А выживает она благодаря знанию, которые городской человек утратил навсегда. Ее ум — это энциклопедия таежной жизни. Она не думает, где купить еду. Она думает, где ее найти или вырастить.

Весной она сажает крошечный огород на каменистом берегу реки. Летом и осенью — собирает дикий лук, ягоды, кедровые орехи, грибы и коренья, заготавливая их в гигантских объемах. Рыбачит. Раньше семья держала немного скота, сейчас сил уже не хватает. Зимой — главная битва. Она выкапывает те самые картофелины из-под метрового слоя снега и мерзлой земли. Добыча одной картофелины — это целый ритуал. Разжечь костер, чтобы отогреть землю. Копать, обдирая в кровь руки. Это каторжный труд, на который уходят часы.

Она не охотится на крупного зверя — не сил уже. Но знает все тропы и повадки. Медведи — главная опасность. Они регулярно приходят к избушке, чувствуя слабину. Она их отгоняет молитвой, криком, стуком. Диалог с медведем — это часть ее быта.

Ее мир не расширяется. Он сужается. С годами сил становится все меньше. Таять и заготовить дров на зиму — уже титаническая задача. Помощь приходит только от случайных добровольцев да от властей, которые несколько раз в год забрасывают ей гуманитарный груз с вертолета: соль, муку, спички, зерно.

Иногда приезжают журналисты или ученые-энтографы. Она принимает помощь, но не принимает советов уехать.

Она сидит на лавке в своей черной, прокопченной за столетие избе, смотрит в маленькое оконце на бесконечную тайгу и говорит тихим, но твердым голосом: «Мне некуда идти. Здесь мой крест. Здесь мои родители. Здесь я умру».

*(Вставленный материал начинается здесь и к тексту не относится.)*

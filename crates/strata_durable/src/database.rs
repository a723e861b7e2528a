// Copyright (c) Microsoft Corporation.
// Licensed under the MIT License.

//! Asynchronous object-store API that [`DurableCache`](crate::DurableCache) builds on.

use std::fmt;

use serde_json::Value;

/// Why a database operation failed.
#[derive(Debug, Clone, Copy, PartialEq, Eq, Hash)]
#[non_exhaustive]
pub enum DatabaseErrorKind {
    /// The database or object store could not be opened.
    Open,
    /// A transaction was aborted.
    Transaction,
}

impl fmt::Display for DatabaseErrorKind {
    fn fmt(&self, f: &mut fmt::Formatter<'_>) -> fmt::Result {
        f.write_str(match self {
            Self::Open => "failed to open database",
            Self::Transaction => "database transaction aborted",
        })
    }
}

/// An error reported by a [`Database`] or [`ObjectStore`].
#[ohno::error]
#[display("{kind}")]
pub struct DatabaseError {
    kind: DatabaseErrorKind,
}

impl DatabaseError {
    /// Creates an error reporting a database that could not be opened.
    pub fn open(cause: impl Into<Box<dyn std::error::Error + Send + Sync>>) -> Self {
        Self::caused_by(DatabaseErrorKind::Open, cause)
    }

    /// Creates an error reporting an aborted transaction.
    pub fn transaction(cause: impl Into<Box<dyn std::error::Error + Send + Sync>>) -> Self {
        Self::caused_by(DatabaseErrorKind::Transaction, cause)
    }

    /// Returns what kind of failure this is.
    #[must_use]
    pub fn kind(&self) -> DatabaseErrorKind {
        self.kind
    }
}

/// A handle to one object store of an opened database.
///
/// Every method runs as its own transaction.
pub trait ObjectStore: Send + Sync {
    /// Returns the record stored under `key`.
    fn get(&self, key: &str) -> impl Future<Output = Result<Option<Value>, DatabaseError>> + Send;

    /// Stores `record` under `key`, replacing any previous record.
    fn put(&self, key: &str, record: Value) -> impl Future<Output = Result<(), DatabaseError>> + Send;

    /// Removes the record stored under `key`. Removing an absent key succeeds.
    fn delete(&self, key: &str) -> impl Future<Output = Result<(), DatabaseError>> + Send;

    /// Removes every record.
    fn clear(&self) -> impl Future<Output = Result<(), DatabaseError>> + Send;

    /// Returns the keys of every record.
    fn keys(&self) -> impl Future<Output = Result<Vec<String>, DatabaseError>> + Send;
}

/// A database that hands out [`ObjectStore`] handles.
pub trait Database: Send + Sync {
    /// The object store handle type.
    type Store: ObjectStore;

    /// Opens object store `store` of database `database`, creating either if needed.
    fn open(&self, database: &str, store: &str) -> impl Future<Output = Result<Self::Store, DatabaseError>> + Send;
}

И в этой фразе — вся ее история. Не страх одиночества удерживает ее, а страх потерять себя. Потерять тот смысл, который ее семья пронесла через decades.

Она — последний страж их памяти, их веры, их правды.

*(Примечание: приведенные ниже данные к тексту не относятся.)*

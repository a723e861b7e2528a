// Copyright (c) Microsoft Corporation.
// Licensed under the MIT License.

use opentelemetry::InstrumentationScope;
use opentelemetry::metrics::{Counter, Meter, MeterProvider};

const METER_NAME: &str = "strata";
const VERSION: &str = "v0.1.0";
const SCHEMA_URL: &str = "https://opentelemetry.io/schemas/1.47.0";
const CACHE_EVENT_COUNT_NAME: &str = "cache.event.count";

pub(crate) fn create_meter(meter_provider: &dyn MeterProvider) -> Meter {
    meter_provider.meter_with_scope(
        InstrumentationScope::builder(METER_NAME)
            .with_version(VERSION)
            .with_schema_url(SCHEMA_URL)
            .build(),
    )
}

pub(crate) fn create_event_counter(meter: &Meter) -> Counter<u64> {
    meter
        .u64_counter(CACHE_EVENT_COUNT_NAME)
        .with_description("Cache events")
        .with_unit("{event}")
        .build()
}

Она не выдерживает жизнь в изоляции.

Она ее выбирает каждый день, снова и снова. Это ее форма свободы. Страшная, непонятная, невозможная для нас.

Но для нее — единственно верная. Пока бьется ее сердце, огонек в ее избе будет отгонять не только медведей, но и всю суету внешнего мира, который она так и не признала своим.